Buffer Creation and Usage¶
In vkdispatch, nearly all data is stored inside “buffers” (each wrapping an individual VkBuffer object and all other objects needed to manage it). These are the equivalent of torch.Tensor or wp.array() in warp-lang.
However, unlike torch.Tensor or wp.array(), vkdispatch buffers are by default multi-device. This means that when a vkdispatch buffer is allocated on a multi-device or multi-queue context, multiple VkBuffers are allocated (one for each queue on each device). This architecture has the benefit of greatly simplfying multi-GPU programs, since all buffers can be assumed to exist on all devices and all queues.
To allocate a buffer, you can either directly use the constructor of the Buffer class or the vd.asbuffer function to directly upload a numpy array to the gpu as a buffer.
Simple GPU Buffer Example¶
import vkdispatch as vd
import numpy as np
# Create a simple numpy array
cpu_data = np.arange(16, dtype=np.int32)
print(f"Original CPU data: {cpu_data}")
# Create a GPU buffer
gpu_buffer = vd.asbuffer(cpu_data)
# Read data back from GPU to CPU to verify
downloaded_data = gpu_buffer.read(0)
print(f"Data downloaded from GPU: {downloaded_data.flatten()}")
# Expected Output:
# Original CPU data: [ 0 1 2 3 4 5 6 7 8 9 10 11 12 13 14 15]
# Data downloaded from GPU: [ 0 1 2 3 4 5 6 7 8 9 10 11 12 13 14 15]
What’s happening here?
We import vkdispatch and numpy (a common dependency for numerical data).
We use the
vd.asbufferfunction to upload the numpy array to a vkdispatch buffer.read(0)retrieves data back from the GPU to the CPU. The number provided as an argument to the function is the queue index to read from. For a simple context with one device and one queue, there is only 1 queue, so we read from index 0. If the index is ommited the function returns a python list of the contents of all buffers on all queues and devices.
Buffer API Reference¶
- class vkdispatch.Buffer(shape: Tuple[int, ...], var_type: dtype, external_buffer: ExternalBufferInfo = None)¶
Represents a contiguous block of memory on the GPU (or shared across multiple devices).

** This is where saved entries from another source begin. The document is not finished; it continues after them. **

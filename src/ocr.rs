//! OCR engine output → [`OcrPage`].
//!
//! Accepts the JSON shapes the common engines dump:
//! - EasyOCR `readtext`: `[[box, "text", confidence], ...]`
//! - PaddleOCR `ocr`: `[[box, ["text", confidence]], ...]`, optionally wrapped
//!   per image as `[[...], ...]` (with `null` for images without text)
//! - this crate's own token records: `[{"bbox": ..., "text": ..., "confidence": ...}]`
//!
//! `box` is four `[x, y]` points, clockwise from the top-left corner.

use std::path::Path;

use serde::Deserialize;

use crate::error::{Error, Result};
use crate::types::{BoundingBox, OcrPage, OcrToken};

type RawBox = [[f64; 2]; 4];

#[derive(Deserialize)]
#[serde(untagged)]
enum RawItem {
    Easy(RawBox, String, f64),
    Paddle(RawBox, (String, f64)),
    Native(OcrToken),
}

impl From<RawItem> for OcrToken {
    fn from(item: RawItem) -> Self {
        match item {
            RawItem::Easy(bbox, text, confidence) | RawItem::Paddle(bbox, (text, confidence)) => {
                Self { bbox: BoundingBox::from(bbox), text, confidence }
            }
            RawItem::Native(token) => token,
        }
    }
}

#[derive(Deserialize)]
#[serde(untagged)]
enum RawDocument {
    Flat(Vec<RawItem>),
    Wrapped(Vec<Option<Vec<RawItem>>>),
}

/// Parse OCR JSON into a page, keeping the engine's token order.
///
/// Wrapped multi-image output is flattened into one page.
pub fn parse_ocr_json(json: &str) -> Result<OcrPage> {
    parse_inner(json, None)
}

/// Read and parse an OCR JSON file.
pub fn load_ocr_file(path: &Path) -> Result<OcrPage> {
    let json = fs_err::read_to_string(path).map_err(|e| Error::io(e, path.to_path_buf()))?;
    parse_inner(&json, Some(path))
}

fn parse_inner(json: &str, path: Option<&Path>) -> Result<OcrPage> {
    let document: RawDocument = serde_json::from_str(json).map_err(|e| {
        Error::parse(
            format!("not a recognized OCR result ({e})"),
            path.map(Path::to_path_buf),
        )
    })?;

    let page: OcrPage = match document {
        RawDocument::Flat(items) => items.into_iter().map(OcrToken::from).collect(),
        RawDocument::Wrapped(pages) => {
            if pages.len() > 1 {
                tracing::warn!("OCR result holds {} images; merging them into one page", pages.len());
            }
            pages.into_iter().flatten().flatten().map(OcrToken::from).collect()
        }
    };

    tracing::debug!("Parsed {} OCR tokens", page.len());
    Ok(page)
}

#[cfg(test)]
mod tests {
    #![allow(clippy::expect_used, clippy::unwrap_used, clippy::panic)]

    use super::*;
    use std::io::Write;

    #[test]
    fn easyocr_shape() {
        let json = r#"[[[[10, 0], [30, 0], [30, 20], [10, 20]], "G", 0.98],
                       [[[0, 40], [140, 40], [140, 60], [0, 60]], "Amazing", 0.91]]"#;
        let page = parse_ocr_json(json).unwrap();
        assert_eq!(page.len(), 2);
        let (_, first) = page.iter().next().unwrap();
        assert_eq!(first.text, "G");
        assert!((first.bbox.center_x() - 20.0).abs() < f64::EPSILON);
    }

    #[test]
    fn paddleocr_wrapped_shape() {
        let json = r#"[[
            [[[10.0, 0.0], [30.0, 0.0], [30.0, 20.0], [10.0, 20.0]], ["Em", 0.97]],
            [[[0.0, 40.0], [140.0, 40.0], [140.0, 60.0], [0.0, 60.0]], ["grace", 0.93]]
        ]]"#;
        let page = parse_ocr_json(json).unwrap();
        let texts: Vec<_> = page.iter().map(|(_, t)| t.text.as_str()).collect();
        assert_eq!(texts, vec!["Em", "grace"]);
    }

    #[test]
    fn paddleocr_empty_image() {
        let page = parse_ocr_json("[null]").unwrap();
        assert!(page.is_empty());
    }

    #[test]
    fn native_records() {
        let token = OcrToken::new(BoundingBox::from_edges(0.0, 0.0, 10.0, 10.0), "C", 0.5);
        let json = serde_json::to_string(&vec![token.clone()]).unwrap();
        let page = parse_ocr_json(&json).unwrap();
        assert_eq!(page.iter().next().map(|(_, t)| t.clone()), Some(token));
    }

    #[test]
    fn rejects_other_json() {
        let err = parse_ocr_json(r#"{"text": "G"}"#).unwrap_err();
        assert!(matches!(err, Error::Parse { .. }));
    }

    #[test]
    fn loads_from_file() {
        let mut file = tempfile::NamedTempFile::new().unwrap();
        write!(file, r#"[[[[0, 0], [10, 0], [10, 10], [0, 10]], "D", 0.9]]"#).unwrap();
        assert_eq!(load_ocr_file(file.path()).unwrap().len(), 1);
    }
}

Buffers are the primary mechanism for transferring data between the host (CPU) and the device (GPU). They are typed using
vkdispatch.dtypeand support multi-dimensional shapes, similar to NumPy arrays.- Parameters:
shape (Tuple[int, ...]) – The dimensions of the buffer. Must be a tuple of 1, 2, or 3 integers.
var_type (vkdispatch.base.dtype.dtype) – The data type of the elements stored in the buffer.
- Raises:
ValueError – If the shape has more than 3 dimensions or if the requested size exceeds 2^30 elements.
- _destroy() None¶
Destroy the buffer and all child handles.
- read(index: int | None = None)¶
Downloads data from the GPU buffer to the host.
- Parameters:
index (Union[int, None]) – The device index to read from. If
None, reads from all devices and returns a stacked array with an extra dimension for the device index.- Returns:
A host array representation containing the buffer data.
- Raises:
ValueError – If the specified index is invalid.
- write(data: bytes | bytearray | memoryview | Any, index: int = None) None¶
Uploads data from the host to the GPU buffer.
If
indexis None, the data is broadcast to the memory of all active devices in the context. Otherwise, it writes only to the device specified by the index.- Parameters:
data (Union[bytes, bytearray, memoryview, Any]) – The source data. Can be a bytes-like object or an array-like object.
index (int) – The device index to write to. Defaults to -1 (all devices).
- Raises:
ValueError – If the data size exceeds the buffer size or if the index is invalid.